Mali rebels, govt set to meet
04 December 2012, 12:04
Ouagadougou - Burkina Faso President Blaise Compaore, west Africa's chief mediator for the crisis in Mali, will hold his first joint meeting on Tuesday with delegations from the Malian government and two rebel groups, his office said.
"The president will receive all the delegations together tomorrow at 16:00," the presidency said on Monday, after Compaore met representatives from Mali's transitional government.
Delegations from Ansar Dine (Defenders of the Faith), one of the Islamist groups that have seized Mali's north, and the Azawad National Liberation Movement (MNLA), a rebel movement fighting for an independent state for the Tuareg people, are also in the Burkinabe capital for the talks.
Mali, once considered one of west Africa's most stable democracies, was plunged into chaos by a 22 March coup that created a power vacuum and enabled rebels to seize control of the country's north.
The MNLA initially fought alongside the al-Qaeda-linked Islamist groups now controlling the vast desert territory - Ansar Dine, al-Qaeda in the Islamic Maghreb (Aqim) and the Movement for Oneness and Jihad in West Africa (Mujao).
But the Islamists quickly sidelined the more secular Tuareg fighters and have set about imposing strict Islamic law in the north, destroying World Heritage shrines they consider blasphemous, stoning an unmarried couple to death and amputating hands of suspected thieves.
The Islamist occupation of the Texas-sized desert region has raised fears it could become a base for attacks on Africa and Europe.
Malian Foreign Minister Tieman Coulibaly, head of the government delegation, said on Monday that authorities in Bamako were open to talks only if they kept the country intact and secular.
"We are acting under the Malian constitution. The republic is united and indivisible and secular, and in that respect separatist demands, attempts to install a religion and a law by force cannot thrive in Mali," Coulibaly told journalists.
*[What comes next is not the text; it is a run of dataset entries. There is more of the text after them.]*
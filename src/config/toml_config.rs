use serde::{Deserialize, Serialize};
use std::collections::HashSet;
use std::path::Path;

use crate::core::generator::DEFAULT_MAX_TRIES;
use crate::utils::error::{Result, SantaError};
use crate::utils::validation::{
    validate_non_empty_string, validate_participant_name, validate_path,
    validate_positive_number, Validate,
};

#[derive(Debug, Clone, Serialize, Deserialize)]
pub struct TomlConfig {
    pub exchange: ExchangeConfig,
    pub output: OutputConfig,
    pub participants: Vec<ParticipantConfig>,
}

#[derive(Debug, Clone, Serialize, Deserialize)]
pub struct ExchangeConfig {
    pub name: String,
    pub max_tries: Option<usize>,
    pub seed: Option<u64>,
}

#[derive(Debug, Clone, Serialize, Deserialize)]
pub struct OutputConfig {
    pub path: String,
    pub ascii_art: Option<String>,
}

/// One roster row. A missing `excludes` key and `excludes = []` both mean
/// "no exclusions".
#[derive(Debug, Clone, Serialize, Deserialize)]
pub struct ParticipantConfig {
    pub name: String,
    pub excludes: Option<Vec<String>>,
}

impl TomlConfig {
    pub fn from_file<P: AsRef<Path>>(path: P) -> Result<Self> {
        let content = std::fs::read_to_string(&path).map_err(SantaError::IoError)?;
        Self::from_toml_str(&content)
    }

    pub fn from_toml_str(content: &str) -> Result<Self> {
        let processed_content = Self::substitute_env_vars(content)?;

        toml::from_str(&processed_content).map_err(|e| SantaError::ConfigError {
            message: format!("TOML parsing error: {}", e),
        })
    }

    // Replaces ${VAR_NAME} with the environment value; unknown variables are
    // left as-is so validation can point at them.
    fn substitute_env_vars(content: &str) -> Result<String> {
        use regex::Regex;
        let re = Regex::new(r"\$\{([^}]+)\}").unwrap();

        let result = re.replace_all(content, |caps: &regex::Captures| {
            let var_name = &caps[1];
            std::env::var(var_name).unwrap_or_else(|_| format!("${{{}}}", var_name))
        });

        Ok(result.to_string())
    }

    pub fn validate_config(&self) -> Result<()> {
        validate_non_empty_string("exchange.name", &self.exchange.name)?;
        validate_path("output.path", &self.output.path)?;

        if let Some(max_tries) = self.exchange.max_tries {
            validate_positive_number("exchange.max_tries", max_tries, 1)?;
        }

        if self.participants.len() < 2 {
            return Err(SantaError::InvalidConfigValueError {
                field: "participants".to_string(),
                value: self.participants.len().to_string(),
                reason: "At least two participants are required".to_string(),
            });
        }

        let mut seen = HashSet::new();
        for participant in &self.participants {
            validate_participant_name("participants.name", &participant.name)?;
            if !seen.insert(participant.name.to_lowercase()) {
                return Err(SantaError::InvalidConfigValueError {
                    field: "participants.name".to_string(),
                    value: participant.name.clone(),
                    reason: "Duplicate participant name (names are compared ignoring case)"
                        .to_string(),
                });
            }
        }

        // Exclusion matching downstream is exact, so the reference check is
        // exact too.
        let names: HashSet<&str> = self.participants.iter().map(|p| p.name.as_str()).collect();
        for participant in &self.participants {
            for excluded in participant.excludes.iter().flatten() {
                if !names.contains(excluded.as_str()) {
                    return Err(SantaError::InvalidConfigValueError {
                        field: "participants.excludes".to_string(),
                        value: excluded.clone(),
                        reason: format!(
                            "'{}' excludes '{}', who is not a participant",
                            participant.name, excluded
                        ),
                    });
                }
            }
        }

        Ok(())
    }

    pub fn max_tries(&self) -> usize {
        self.exchange.max_tries.unwrap_or(DEFAULT_MAX_TRIES)
    }
}

impl Validate for TomlConfig {
    fn validate(&self) -> Result<()> {
        self.validate_config()
    }
}

#[cfg(test)]
mod tests {
    use super::*;
    use std::io::Write;
    use tempfile::NamedTempFile;

    const BASIC: &str = r#"
[exchange]
name = "Family gift exchange"

[output]
path = "./letters"

[[participants]]
name = "Alice"
excludes = ["Bob"]

[[participants]]
name = "Bob"
excludes = []

[[participants]]
name = "Carol"
"#;

    #[test]
    fn test_parse_basic_config() {
        let config = TomlConfig::from_toml_str(BASIC).unwrap();

        assert_eq!(config.exchange.name, "Family gift exchange");
        assert_eq!(config.output.path, "./letters");
        assert_eq!(config.participants.len(), 3);
        assert_eq!(config.max_tries(), DEFAULT_MAX_TRIES);
        assert_eq!(config.exchange.seed, None);
        assert!(config.validate().is_ok());
    }

    #[test]
    fn test_empty_and_absent_excludes_both_parse_to_no_exclusions() {
        let config = TomlConfig::from_toml_str(BASIC).unwrap();

        let bob = &config.participants[1];
        let carol = &config.participants[2];
        assert_eq!(bob.excludes, Some(vec![]));
        assert_eq!(carol.excludes, None);
        // Downstream both become the same empty exclusion list.
        assert!(bob.excludes.clone().unwrap_or_default().is_empty());
        assert!(carol.excludes.clone().unwrap_or_default().is_empty());
    }

    #[test]
    fn test_env_var_substitution() {
        std::env::set_var("SANTA_TEST_OUTPUT", "/tmp/santa-letters");

        let toml_content = r#"
[exchange]
name = "test"

[output]
path = "${SANTA_TEST_OUTPUT}"

[[participants]]
name = "Alice"

[[participants]]
name = "Bob"
"#;

        let config = TomlConfig::from_toml_str(toml_content).unwrap();
        assert_eq!(config.output.path, "/tmp/santa-letters");

        std::env::remove_var("SANTA_TEST_OUTPUT");
    }

    #[test]
    fn test_validation_rejects_single_participant() {
        let toml_content = r#"
[exchange]
name = "test"

[output]
path = "./letters"

[[participants]]
name = "Alice"
"#;

        let config = TomlConfig::from_toml_str(toml_content).unwrap();
        assert!(config.validate().is_err());
    }

    #[test]
    fn test_validation_rejects_duplicate_names_ignoring_case() {
        let toml_content = r#"
[exchange]
name = "test"

[output]
path = "./letters"

[[participants]]
name = "Alice"

[[participants]]
name = "ALICE"
"#;

        let config = TomlConfig::from_toml_str(toml_content).unwrap();
        let err = config.validate().unwrap_err();
        assert!(matches!(err, SantaError::InvalidConfigValueError { .. }));
    }

    #[test]
    fn test_validation_rejects_unknown_excluded_name() {
        let toml_content = r#"
[exchange]
name = "test"

[output]
path = "./letters"

[[participants]]
name = "Alice"
excludes = ["Mallory"]

[[participants]]
name = "Bob"
"#;

        let config = TomlConfig::from_toml_str(toml_content).unwrap();
        assert!(config.validate().is_err());
    }

    #[test]
    fn test_validation_rejects_zero_max_tries() {
        let toml_content = r#"
[exchange]
name = "test"
max_tries = 0

[output]
path = "./letters"

[[participants]]
name = "Alice"

[[participants]]
name = "Bob"
"#;

        let config = TomlConfig::from_toml_str(toml_content).unwrap();
        assert!(config.validate().is_err());
    }

    #[test]
    fn test_config_from_file() {
        let mut temp_file = NamedTempFile::new().unwrap();
        temp_file.write_all(BASIC.as_bytes()).unwrap();

        let config = TomlConfig::from_file(temp_file.path()).unwrap();
        assert_eq!(config.exchange.name, "Family gift exchange");
    }

    #[test]
    fn test_unreadable_file_is_an_io_error() {
        let err = TomlConfig::from_file("/nonexistent/santa.toml").unwrap_err();
        assert!(matches!(err, SantaError::IoError(_)));
    }
}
He said chief mediator Compaore had "talked extensively with various sides as part of the preparatory meetings", adding: "I believe the moment has come to move on to another phase. That is why we are here."
"We will succeed," he added - but also cautioned that Tuesday's talks would only explore "the possibility of beginning a dialogue".
Compaore's efforts to reach a negotiated solution with Ansar Dine - a homegrown Malian group considered more moderate than its Islamist allies Aqim and Mujao - have met resistance in Mali.
On Saturday, an umbrella group of some 30 political parties and civil society groups published a "manifesto for the nation" rejecting any negotiations with Ansar Dine and the MNLA, and accusing Compaore of favouring the rebels and their "terrorist partners" in his role as mediator.